Goose Busters’s trained border collies reduce the number of geese in the city’s parks, MLive reports. Founder Chris Compton and his staff chase off geese from around 300 sites a day, including dozens in Washtenaw County. Compton says that when they first started, “there was probably a good 1,000 geese at any time” in the city’s riverfront parks, but that’s dropped to around 150.
City council unanimously approved easements for DTE Energy gas pipelines in two parks, Veterans Memorial Park and Virginia Park, MLive reports. The move is illustrative of the tension between the city’s 2030 carbon neutrality goal and its current energy needs: though ultimately joining his colleagues in supporting the motion, councilmember Ali Ramlawi noted that “it seems a little bit of an oxymoron to approve this and still try to wean ourselves off of natural gas and fossil fuels.”
City council approved a $853k sustainability education contract with the Ecology Center, MLive reports. Goals include “increasing the recycling rate in the commercial sector, moving toward a more circular economy, reducing waste generated, and raising community awareness about appropriate handling of recyclable, compostable and trash materials” to reduce contamination.
Council directed the city administrator to request noise abatement for M-14 from the Michigan Department of Transportation, MLive reports (subscriber exclusive). The excessive noise from a stretch of highway that passes near Wines Elementary – caused in part by the road’s surface material and a problem for decades – led over 600 residents to petition for the issue to be addressed.
Mayor Christopher Taylor has officiated more than 300 weddings, MLive reports (subscriber exclusive). Taylor began officiating free weddings, some as short as five minutes, in 2015 after the Supreme Court ruled bans on gay marriage unconstitutional. “It’s a pleasure being part of folks’ day,” Taylor said.

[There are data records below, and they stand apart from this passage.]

use super::{require_session, to_result};
use crate::api::auth::StaticToken;
use crate::api::http::HttpBackend;
use crate::api::local::{Caller, LocalBackend};
use crate::api::Backend;
use crate::ipc::error::{respond, HandlerErr};
use crate::ipc::types::{AppState, BackendKind, Request, Session};
use crate::roles::{nav_items, permissions_from_claims, subject_from_claims, RoleSet};
use serde_json::json;

fn handle_health(state: &mut AppState, _req: &Request) -> Result<serde_json::Value, HandlerErr> {
    Ok(json!({
        "version": env!("CARGO_PKG_VERSION"),
        "configured": state.session.is_some(),
    }))
}

fn str_param<'a>(params: &'a serde_json::Value, key: &str) -> Option<&'a str> {
    params
        .get(key)
        .and_then(|v| v.as_str())
        .filter(|s| !s.trim().is_empty())
}

fn handle_session_configure(
    state: &mut AppState,
    req: &Request,
) -> Result<serde_json::Value, HandlerErr> {
    let kind = match req.params.get("backend") {
        None => BackendKind::Http,
        Some(v) => serde_json::from_value::<BackendKind>(v.clone()).map_err(|_| {
            HandlerErr::bad_params("params.backend must be \"http\" or \"local\"")
        })?,
    };
    let claims = req.params.get("claims").cloned().unwrap_or_else(|| json!({}));
    if !claims.is_object() {
        return Err(HandlerErr::bad_params("params.claims must be an object"));
    }

    let roles = RoleSet::from_claims(&claims);
    let subject = subject_from_claims(&claims);

    let backend: Box<dyn Backend> = match kind {
        BackendKind::Http => {
            let base_url = str_param(&req.params, "baseUrl")
                .unwrap_or(state.config.api_base_url.as_str());
            let token = str_param(&req.params, "accessToken")
                .map(|s| s.to_string())
                .or_else(|| state.config.access_token.clone());
            let backend = HttpBackend::new(
                base_url,
                state.config.http_timeout,
                Box::new(StaticToken::new(token)),
            )
            .map_err(|e| HandlerErr::new("backend_init_failed", format!("{e:#}")))?;
            Box::new(backend)
        }
        BackendKind::Local => {
            // Without any scope/permissions claim the local store does not
            // check authorities.
            let carries_perms = claims.get("scope").is_some() || claims.get("permissions").is_some();
            let caller = Caller {
                subject: subject.clone(),
                permissions: carries_perms.then(|| permissions_from_claims(&claims)),
            };
            let backend = LocalBackend::open(caller)
                .map_err(|e| HandlerErr::new("backend_init_failed", format!("{e:#}")))?;
            Box::new(backend)
        }
    };

    tracing::info!(backend = ?kind, roles = ?roles, "session configured");
    state.session = Some(Session::new(backend, kind, roles, subject));
    session_info(state)
}

fn session_info(state: &mut AppState) -> Result<serde_json::Value, HandlerErr> {
    let session = require_session(state)?;
    to_result(json!({
        "backend": session.backend_kind,
        "roles": session.roles,
        "subject": session.subject,
    }))
}

fn handle_nav_items(state: &mut AppState) -> Result<serde_json::Value, HandlerErr> {
    let session = require_session(state)?;
    let items: Vec<serde_json::Value> = nav_items(&session.roles)
        .iter()
        .map(|i| json!({ "path": i.path, "label": i.label }))
        .collect();
    Ok(json!({ "items": items }))
}

pub fn try_handle(state: &mut AppState, req: &Request) -> Option<serde_json::Value> {
    let result = match req.method.as_str() {
        "health" => handle_health(state, req),
        "session.configure" => handle_session_configure(state, req),
        "session.info" => session_info(state),
        "nav.items" => handle_nav_items(state),
        _ => return None,
    };
    Some(respond(&req.id, result))
}
fn delete_student(conn: &Connection, id: &str) -> anyhow::Result<serde_json::Value> {
    if find_student(conn, id)?.is_none() {
        return Err(not_found(format!("Alumno no encontrado: {id}")));
    }
    let tx = conn.unchecked_transaction()?;
    // Enrollments belong to the student and go with it.
    tx.execute("DELETE FROM alumno_materias WHERE id_alumno = ?", [id])?;
    tx.execute("DELETE FROM alumnos WHERE id_alumno = ?", [id])?;
    tx.commit()?;
    Ok(serde_json::Value::Null)
}

// ---------------------------------------------------------------------------
// materias

#[derive(Debug, Deserialize)]
struct SubjectBody {
    #[serde(rename = "nombreMateria")]
    nombre_materia: Option<String>,
}

fn validate_subject(b: &SubjectBody) -> anyhow::Result<String> {
    if blank(&b.nombre_materia) {
        return Err(bad_request("El campo 'nombreMateria' es obligatorio"));
    }
    let name = trimmed(&b.nombre_materia);
    let len = name.chars().count();
    if !(SUBJECT_NAME_MIN..=NAME_MAX).contains(&len) {
        return Err(bad_request(
            "El nombre de la materia debe tener entre 3 y 100 caracteres",
        ));
    }
    Ok(name)
}

fn subjects(conn: &Connection) -> anyhow::Result<Vec<Subject>> {
    let mut stmt = conn.prepare("SELECT id_materia, nombre_materia FROM materias ORDER BY rowid")?;
    let rows = stmt
        .query_map([], |r| {
            Ok(Subject {
                id: r.get(0)?,
                name: r.get(1)?,
            })
        })?
        .collect::<Result<Vec<_>, _>>()?;
    Ok(rows)
}

/// Case-insensitive on the full Unicode name, unlike SQLite's NOCASE.
fn subject_name_taken(conn: &Connection, name: &str, except_id: Option<&str>) -> anyhow::Result<bool> {
    let wanted = name.to_lowercase();
    Ok(subjects(conn)?
        .iter()
        .any(|m| Some(m.id.as_str()) != except_id && m.name.to_lowercase() == wanted))
}

fn find_subject(conn: &Connection, id: &str) -> anyhow::Result<Option<Subject>> {
    conn.query_row(
        "SELECT id_materia, nombre_materia FROM materias WHERE id_materia = ?",
        [id],
        |r| {
            Ok(Subject {
                id: r.get(0)?,
                name: r.get(1)?,
            })
        },
    )
    .optional()
    .context("subject lookup failed")
}

fn list_subjects(conn: &Connection) -> anyhow::Result<serde_json::Value> {
    to_json(&subjects(conn)?)
}

fn get_subject(conn: &Connection, id: &str) -> anyhow::Result<serde_json::Value> {
    match find_subject(conn, id)? {
        Some(m) => to_json(&m),
        None => Err(not_found(format!("Materia no encontrada: {id}"))),
    }
}

fn create_subject(conn: &Connection, body: SubjectBody) -> anyhow::Result<serde_json::Value> {
    let name = validate_subject(&body)?;
    if subject_name_taken(conn, &name, None)? {
        return Err(conflict(format!(
            "Ya existe una materia con el nombre '{name}'"
        )));
    }
    let id = Uuid::new_v4().to_string();
    conn.execute(
        "INSERT INTO materias(id_materia, nombre_materia) VALUES(?, ?)",
        params![id, name],
    )?;
    tracing::info!(%id, "subject created");
    get_subject(conn, &id)
}

fn update_subject(
    conn: &Connection,
    id: &str,
    body: SubjectBody,
) -> anyhow::Result<serde_json::Value> {
    let name = validate_subject(&body)?;
    if find_subject(conn, id)?.is_none() {
        return Err(not_found(format!("Materia no encontrada: {id}")));
    }
    if subject_name_taken(conn, &name, Some(id))? {
        return Err(conflict(format!("Otra materia ya usa el nombre '{name}'")));
    }
    conn.execute(
        "UPDATE materias SET nombre_materia = ? WHERE id_materia = ?",
        params![name, id],
    )?;
    get_subject(conn, id)
}

fn referenced_by_enrollments(conn: &Connection, column: &str, id: &str) -> anyhow::Result<bool> {
    let found: Option<i64> = conn
        .query_row(
            &format!("SELECT 1 FROM alumno_materias WHERE {column} = ? LIMIT 1"),
            [id],
            |r| r.get(0),
        )
        .optional()?;
    Ok(found.is_some())
}

fn delete_subject(conn: &Connection, id: &str) -> anyhow::Result<serde_json::Value> {
    if find_subject(conn, id)?.is_none() {
        return Err(not_found(format!("Materia no encontrada: {id}")));
    }
    if referenced_by_enrollments(conn, "id_materia", id)? {
        return Err(conflict("La materia tiene inscripciones asociadas"));
    }
    conn.execute("DELETE FROM materias WHERE id_materia = ?", [id])?;
    Ok(serde_json::Value::Null)
}

// ---------------------------------------------------------------------------
// docentes

#[derive(Debug, Deserialize)]
struct TeacherBody {
    nombres: Option<String>,
    apellidos: Option<String>,
    #[serde(rename = "fechaIngreso")]
    fecha_ingreso: Option<String>,
}

fn validate_teacher(b: &TeacherBody) -> anyhow::Result<(String, String, NaiveDate)> {
    if blank(&b.nombres) {
        return Err(bad_request("El campo 'nombres' es obligatorio"));
    }
    if blank(&b.apellidos) {
        return Err(bad_request("El campo 'apellidos' es obligatorio"));
    }
    let nombres = trimmed(&b.nombres);
    let apellidos = trimmed(&b.apellidos);
    if nombres.chars().count() > NAME_MAX || apellidos.chars().count() > NAME_MAX {
        return Err(bad_request(
            "Los nombres o apellidos no pueden superar 100 caracteres",
        ));
    }
    let fecha = past_date(&b.fecha_ingreso)?;
    Ok((nombres, apellidos, fecha))
}

fn find_teacher(conn: &Connection, id: &str) -> anyhow::Result<Option<Teacher>> {
    conn.query_row(
        "SELECT id_docente, nombres, apellidos, fecha_ingreso FROM docentes WHERE id_docente = ?",
        [id],
        |r| {
            Ok(Teacher {
                id: r.get(0)?,
                first_names: r.get(1)?,
                last_names: r.get(2)?,
                hire_date: r.get(3)?,
            })
        },
    )
    .optional()
    .context("teacher lookup failed")
}

fn teacher_exists_with(
    conn: &Connection,
    key: &(String, String, NaiveDate),
    except_id: Option<&str>,
) -> anyhow::Result<bool> {
    let found: Option<i64> = conn
        .query_row(
            "SELECT 1 FROM docentes
             WHERE nombres = ? AND apellidos = ? AND fecha_ingreso = ?
               AND id_docente <> COALESCE(?, '')
             LIMIT 1",
            params![key.0, key.1, key.2.to_string(), except_id],
            |r| r.get(0),
        )
        .optional()?;
    Ok(found.is_some())
}

fn list_teachers(conn: &Connection) -> anyhow::Result<serde_json::Value> {
    let mut stmt = conn.prepare(
        "SELECT id_docente, nombres, apellidos, fecha_ingreso FROM docentes ORDER BY rowid",
    )?;
    let rows = stmt
        .query_map([], |r| {
            Ok(Teacher {
                id: r.get(0)?,
                first_names: r.get(1)?,
                last_names: r.get(2)?,
                hire_date: r.get(3)?,
            })
        })?
        .collect::<Result<Vec<_>, _>>()?;
    to_json(&rows)
}

fn get_teacher(conn: &Connection, id: &str) -> anyhow::Result<serde_json::Value> {
    match find_teacher(conn, id)? {
        Some(d) => to_json(&d),
        None => Err(not_found(format!("Docente no encontrado: {id}"))),
    }
}

fn create_teacher(conn: &Connection, body: TeacherBody) -> anyhow::Result<serde_json::Value> {
    let key = validate_teacher(&body)?;
    if teacher_exists_with(conn, &key, None)? {
        return Err(conflict("Ya existe un docente con los mismos datos"));
    }
    let id = Uuid::new_v4().to_string();
    conn.execute(
        "INSERT INTO docentes(id_docente, nombres, apellidos, fecha_ingreso) VALUES(?, ?, ?, ?)",
        params![id, key.0, key.1, key.2.to_string()],
    )?;
    tracing::info!(%id, "teacher created");
    get_teacher(conn, &id)
}

fn update_teacher(
    conn: &Connection,
    id: &str,
    body: TeacherBody,
) -> anyhow::Result<serde_json::Value> {
    let key = validate_teacher(&body)?;
    let Some(current) = find_teacher(conn, id)? else {
        return Err(not_found(format!("Docente no encontrado: {id}")));
    };
    let key_changed = !current.first_names.eq_ignore_ascii_case(&key.0)
        || !current.last_names.eq_ignore_ascii_case(&key.1)
        || current.hire_date != key.2.to_string();
    if key_changed && teacher_exists_with(conn, &key, Some(id))? {
        return Err(conflict("Otro docente ya posee esos mismos datos"));
    }
    conn.execute(
        "UPDATE docentes SET nombres = ?, apellidos = ?, fecha_ingreso = ? WHERE id_docente = ?",
        params![key.0, key.1, key.2.to_string(), id],
    )?;
    get_teacher(conn, id)
}

fn delete_teacher(conn: &Connection, id: &str) -> anyhow::Result<serde_json::Value> {
    if find_teacher(conn, id)?.is_none() {
        return Err(not_found(format!("Docente no encontrado: {id}")));
    }
    if referenced_by_enrollments(conn, "id_docente", id)? {
        return Err(conflict("El docente tiene inscripciones asociadas"));
    }
    conn.execute("DELETE FROM docentes WHERE id_docente = ?", [id])?;
    Ok(serde_json::Value::Null)
}

// ---------------------------------------------------------------------------
// alumno-materias

#[derive(Debug, Deserialize)]
struct EnrollmentBody {
    #[serde(rename = "alumnoId")]
    alumno_id: Option<String>,
    #[serde(rename = "materiaId")]
    materia_id: Option<String>,
    #[serde(rename = "docenteId")]
    docente_id: Option<String>,
    ciclo: Option<String>,
    #[serde(rename = "notaFinal")]
    nota_final: Option<f64>,
}

struct ValidEnrollment {
    alumno_id: String,
    materia_id: String,
    docente_id: String,
    ciclo: String,
    nota_final: f64,
}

A trio of “citizen scientists” has put together a 100-page booklet of butterflies at Greenview Nature Area, Lisa Lava-Kellar reports in the August Observer. Co-author John Swales, who’s been making weekly counts of butterflies and skippers there since “the middle Aughts,” hopes the booklet inspires others to track fauna and flora in Ann Arbor parks and preserves.
The Dexter Cider Mill opens for the fall season tomorrow, ClickOnDetroit reports. The oldest continuously operating mill in the state, the family-owned business offers apple cider, doughnuts, and more.